Quartile rating: 6/10 · 1 rating
The story of the early, murderous roots of the cannibalistic killer, Hannibal Lecter – from his hard-scrabble Lithuanian childhood, where he witnesses the repulsive lengths to which hungry soldiers will go to satiate themselves, through his sojourn in France, where as a medical student he hones his appetite for the kill.
Hannibal Rising attempts to demystify one of cinema's most iconic villains, which largely backfires. The origin story feels unnecessary and reductive, stripping Lecter of the enigmatic menace that made him compelling. The plot follows a formulaic revenge thriller structure, with young Hannibal hunting down the war criminals who wronged him — competent but pedestrian. Gaspard Ulliel's performance is earnest but lacks the magnetic menace of Hopkins, and the supporting cast is unremarkable.
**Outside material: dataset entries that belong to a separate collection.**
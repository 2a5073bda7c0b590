use futures_util::Stream;
use serde::Deserialize;
use std::fmt::Display;
use std::pin::Pin;
use std::task::{Context, Poll};

use crate::error::{Error, Result};

#[derive(Debug, Default, Deserialize)]
struct ChatLine {
    #[serde(default)]
    message: Option<ChatLineMessage>,
    #[serde(default)]
    response: Option<String>,
    #[serde(default)]
    done: bool,
    #[serde(default)]
    error: Option<String>,
}

#[derive(Debug, Default, Deserialize)]
struct ChatLineMessage {
    #[serde(default)]
    content: String,
}

/// Ends at `done: true`. Anything else that ends the body yields one
/// `StreamInterrupted` first.
pub struct ChatChunks<S> {
    inner: S,
    buffer: Vec<u8>,
    eof: bool,
    finished: bool,
}

impl<S> ChatChunks<S> {
    pub fn new(inner: S) -> Self {
        Self {
            inner,
            buffer: Vec::new(),
            eof: false,
            finished: false,
        }
    }

    fn next_line(&mut self) -> Option<Vec<u8>> {
        let pos = self.buffer.iter().position(|byte| *byte == b'\n')?;
        let mut line: Vec<u8> = self.buffer.drain(..=pos).collect();
        line.pop();
        Some(line)
    }

    fn handle_line(&mut self, line: &[u8]) -> Option<Result<String>> {
        let trimmed = line.trim_ascii();
        if trimmed.is_empty() {
            return None;
        }
        let parsed: ChatLine = match serde_json::from_slice(trimmed) {
            Ok(parsed) => parsed,
            Err(err) => {
                self.finished = true;
                return Some(Err(Error::StreamInterrupted(format!(
                    "invalid chunk from server: {}",
                    err
                ))));
            }
        };
        if let Some(message) = parsed.error {
            self.finished = true;
            return Some(Err(Error::StreamInterrupted(message)));
        }
        if parsed.done {
            self.finished = true;
        }
        let content = parsed
            .message
            .map(|message| message.content)
            .or(parsed.response)
            .unwrap_or_default();
        if content.is_empty() {
            None
        } else {
            Some(Ok(content))
        }
    }
}

impl<S, B, E> Stream for ChatChunks<S>
where
    S: Stream<Item = std::result::Result<B, E>> + Unpin,
    B: AsRef<[u8]>,
    E: Display,
{
    type Item = Result<String>;

    fn poll_next(mut self: Pin<&mut Self>, cx: &mut Context<'_>) -> Poll<Option<Self::Item>> {
        loop {
            if self.finished {
                return Poll::Ready(None);
            }
            if let Some(line) = self.next_line() {
                if let Some(item) = self.handle_line(&line) {
                    return Poll::Ready(Some(item));
                }
                continue;
            }
            if self.eof {
                let rest = std::mem::take(&mut self.buffer);
                if let Some(item) = self.handle_line(&rest) {
                    return Poll::Ready(Some(item));
                }
                if self.finished {
                    return Poll::Ready(None);
                }
                self.finished = true;
                return Poll::Ready(Some(Err(Error::StreamInterrupted(
                    "connection closed before the response finished".to_string(),
                ))));
            }

            match Pin::new(&mut self.inner).poll_next(cx) {
                Poll::Ready(Some(Ok(bytes))) => {
                    self.buffer.extend_from_slice(bytes.as_ref());
                }
                Poll::Ready(Some(Err(err))) => {
                    self.finished = true;
                    return Poll::Ready(Some(Err(Error::StreamInterrupted(err.to_string()))));
                }
                Poll::Ready(None) => self.eof = true,
                Poll::Pending => return Poll::Pending,
            }
        }
    }
}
Cinematography in the European locations has some atmospheric quality, particularly in the wintry Lithuanian sequences. Novelty is low — while the prequel concept had potential, the execution recycles standard revenge thriller beats with a thin Hannibal veneer. The ending resolves the immediate revenge arc but feels anticlimactic, doing little to meaningfully connect to the character audiences know, leaving the film feeling like an unnecessary appendix to a far superior franchise.